Great Minds

Yossarian (Joseph Heller Catch-22)
“He had decided to live forever or die in the attempt”

“From now on I’m thinking only of me.”
Major Danby replied indulgently with a superior smile: “But, Yossarian, suppose everyone felt that way.”
“Then,” said Yossarian, “I’d certainly be a damned fool to feel any other way, wouldn’t I?”

“I’m not running away from my responsibilities. I’m running to them. There’s nothing negative about running away to save my life.”

Rincewind (Terry Pratchett Interesting Times)
“‘But there are causes worth dying for’ said Butterfly
‘No, there aren’t. Because you’ve only got one life but you can pick up another five causes on any street corner!’
‘Good grief, how can you live with a philosophy like that?’
Rincewind took a deep breath.
‘Continuously!'”

“‘ Should we not resist them with every drop of our life’s blood?’ said Butterfly.
Rincewind looked blank ‘No. Run away’.
‘Ah, yes’ said Twoflower. ‘And live to fight another day. That is an Ankh-Morpork saying.’
Rincewind had always assumed that the purpose of running away was to live to run away another day.”

The colour of Pratchett

Readers surprised by my post “Books do furnish a (hospital) room” where I list Shakespeare, Dickens, Conan Doyle, Wodehouse and Pratchett, as authors to take with me for an extended hospital stay, are obviously unfamiliar with Terry Pratchett.

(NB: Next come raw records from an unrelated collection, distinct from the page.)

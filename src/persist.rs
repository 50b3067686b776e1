//! On-disk (de)serialization: a small fixed-width header followed by the
//! raw blocks region, matching the data-model note that the format is
//! `header || blocks` with no padding between them.
//!
//! `serialize` writes both through a buffered file writer (the teacher
//! crate has no file I/O of its own; this mirrors the broader pack's
//! convention of `byteorder` + `BufWriter` for binary formats). `usefile`
//! reopens a filter backed by a read-write [`memmap2::MmapMut`] over just
//! the blocks region, so mutations through the filter are reflected back to
//! disk without an explicit write-back pass.

use crate::error::{CqfError, Result};
use crate::filter::CountingQuotientFilter;
use crate::layout::{Header, HashMode, LockMode};
use crate::storage::Storage;
use byteorder::{LittleEndian, ReadBytesExt, WriteBytesExt};
use memmap2::MmapOptions;
use std::fs::{File, OpenOptions};
use std::io::{BufWriter, Read, Write};
use std::path::Path;
use tracing::debug;

const MAGIC: &[u8; 8] = b"CQFv001\0";
const FORMAT_VERSION: u32 = 1;

/// Size in bytes of the fixed-width header written before the blocks
/// region: magic, version, hash mode tag, auto-resize flag, seed, nslots,
/// key_bits, value_bits, and the three mutable element counters.
const HEADER_LEN: u64 = 8 + 4 + 1 + 1 + 4 + 8 + 1 + 1 + 8 + 8 + 8;

fn hash_mode_tag(mode: HashMode) -> u8 {
    match mode {
        HashMode::Default => 0,
        HashMode::Invertible => 1,
        HashMode::None => 2,
    }
}

fn hash_mode_from_tag(tag: u8) -> Result<HashMode> {
    match tag {
        0 => Ok(HashMode::Default),
        1 => Ok(HashMode::Invertible),
        2 => Ok(HashMode::None),
        other => Err(CqfError::Corruption(format!("unknown hash mode tag {}", other))),
    }
}

/// Writes `qf`'s header and blocks region to `path`, truncating any
/// existing file. Returns the total number of bytes written.
pub fn serialize(qf: &CountingQuotientFilter<'_>, path: impl AsRef<Path>) -> Result<u64> {
    let header = qf.header();
    debug!(path = %path.as_ref().display(), nslots = header.nslots, "serializing filter");
    let file = File::create(path)?;
    let mut w = BufWriter::new(file);

    w.write_all(MAGIC)?;
    w.write_u32::<LittleEndian>(FORMAT_VERSION)?;
    w.write_u8(hash_mode_tag(header.hash_mode))?;
    w.write_u8(header.auto_resize as u8)?;
    w.write_u32::<LittleEndian>(header.seed)?;
    w.write_u64::<LittleEndian>(header.nslots)?;
    w.write_u8(header.key_bits)?;
    w.write_u8(header.value_bits)?;
    w.write_u64::<LittleEndian>(header.nelts)?;
    w.write_u64::<LittleEndian>(header.ndistinct_elts)?;
    w.write_u64::<LittleEndian>(header.noccupied_slots)?;

    let blocks = qf.blocks_bytes();
    w.write_all(blocks)?;
    w.flush()?;

    Ok(HEADER_LEN + blocks.len() as u64)
}

/// Opens a filter whose blocks region is memory-mapped read-write from the
/// file at `path`. The header is validated against `MAGIC`/`FORMAT_VERSION`
/// and the derived layout (slot width, block count) before the mapping is
/// established.
pub fn usefile<'a>(path: impl AsRef<Path>, lock_mode: LockMode) -> Result<CountingQuotientFilter<'a>> {
    let path = path.as_ref();
    let mut file = OpenOptions::new().read(true).write(true).open(path)?;

    let mut magic = [0u8; 8];
    file.read_exact(&mut magic)?;
    if &magic != MAGIC {
        return Err(CqfError::Corruption("bad magic".to_string()));
    }
    let version = file.read_u32::<LittleEndian>()?;
    if version != FORMAT_VERSION {
        return Err(CqfError::Corruption(format!(
            "unsupported format version {}",
            version
        )));
    }
    let hash_mode = hash_mode_from_tag(file.read_u8()?)?;
    let auto_resize = file.read_u8()? != 0;
    let seed = file.read_u32::<LittleEndian>()?;
    let nslots = file.read_u64::<LittleEndian>()?;
    let key_bits = file.read_u8()?;
    let value_bits = file.read_u8()?;
    let nelts = file.read_u64::<LittleEndian>()?;
    let ndistinct_elts = file.read_u64::<LittleEndian>()?;
    let noccupied_slots = file.read_u64::<LittleEndian>()?;

    let mut header = Header::new(nslots, key_bits, value_bits, hash_mode, auto_resize, seed)?;
    header.nelts = nelts;
    header.ndistinct_elts = ndistinct_elts;
    header.noccupied_slots = noccupied_slots;

    let blocks_len = header.blocks_size_in_bytes();
    let file_len = file.metadata()?.len();
    if file_len < HEADER_LEN + blocks_len {
        return Err(CqfError::Corruption(format!(
            "file too short for declared layout: have {} bytes, need {}",
            file_len,
            HEADER_LEN + blocks_len
        )));
    }

    debug!(path = %path.display(), nslots, "mapping filter from file");
    // SAFETY: the mapping is exclusive to this process's view of the file;
    // concurrent external writers would violate Rust's aliasing rules, the
    // same caveat every mmap-backed API carries.
    let mmap = unsafe {
        MmapOptions::new()
            .offset(HEADER_LEN)
            .len(blocks_len as usize)
            .map_mut(&file)?
    };
    let storage = Storage::from_mapped(mmap);
    Ok(CountingQuotientFilter::from_parts(header, storage, lock_mode))
}

#[cfg(test)]
mod tests {
    use super::*;
    use crate::layout::QfConfig;
    use tempfile::NamedTempFile;

    #[test]
    fn test_serialize_then_usefile_roundtrip() {
        let tmp = NamedTempFile::new().unwrap();
        let config = QfConfig::new(64, 18, 0).with_hash_mode(HashMode::Invertible);
        let mut qf = CountingQuotientFilter::new(config).unwrap();
        for k in 0..30u64 {
            qf.insert(k, 0, (k % 3) + 1).unwrap();
        }
        let written = serialize(&qf, tmp.path()).unwrap();
        assert!(written > 0);

        let reopened = usefile(tmp.path(), LockMode::Forbidden).unwrap();
        assert_eq!(reopened.len(), qf.len());
        assert_eq!(reopened.distinct_len(), qf.distinct_len());
        for k in 0..30u64 {
            assert_eq!(reopened.query(k), qf.query(k));
        }
    }

    #[test]
    fn test_usefile_rejects_bad_magic() {
        let tmp = NamedTempFile::new().unwrap();
        std::fs::write(tmp.path(), b"not a cqf file at all").unwrap();
        assert!(usefile(tmp.path(), LockMode::Forbidden).is_err());
    }
}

Pratchett is an author who can write thoughts like this – “No one is finally dead until the ripples they cause in the world die away, until the clock he wound up winds down, until the wine she made has finished its ferment, until the crop they planted is harvested. The span of someone’s life, they say, is only the core of their actual existence.”

He is an author of books in which almost every sentence jumps up, hits you on the head, and demands to be read a second time, and a third, and …….

He belongs in the company of the other four authors, and me, and you.